[TASK INPUTS — start]

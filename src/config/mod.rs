use serde::Deserialize;

#[derive(Debug, Deserialize)]
pub struct AppConfig {
    /// Gemini API credential. The process refuses to start without it.
    pub gemini_api_key: String,

    /// Server bind address (e.g., "0.0.0.0:5000").
    #[serde(default = "default_bind_addr")]
    pub bind_addr: String,
}

fn default_bind_addr() -> String {
    "0.0.0.0:5000".to_string()
}

impl AppConfig {
    pub fn from_env() -> Result<Self, envy::Error> {
        dotenvy::dotenv().ok();
        envy::from_env()
    }
}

[TASK INPUTS — finish]

Give every entry once more, exactly as it reads.

filename src/config/mod.rs
use serde::Deserialize;

#[derive(Debug, Deserialize)]
pub struct AppConfig {
    /// Gemini API credential. The process refuses to start without it.
    pub gemini_api_key: String,

    /// Server bind address (e.g., "0.0.0.0:5000").
    #[serde(default = "default_bind_addr")]
    pub bind_addr: String,
}

fn default_bind_addr() -> String {
    "0.0.0.0:5000".to_string()
}

impl AppConfig {
    pub fn from_env() -> Result<Self, envy::Error> {
        dotenvy::dotenv().ok();
        envy::from_env()
    }
}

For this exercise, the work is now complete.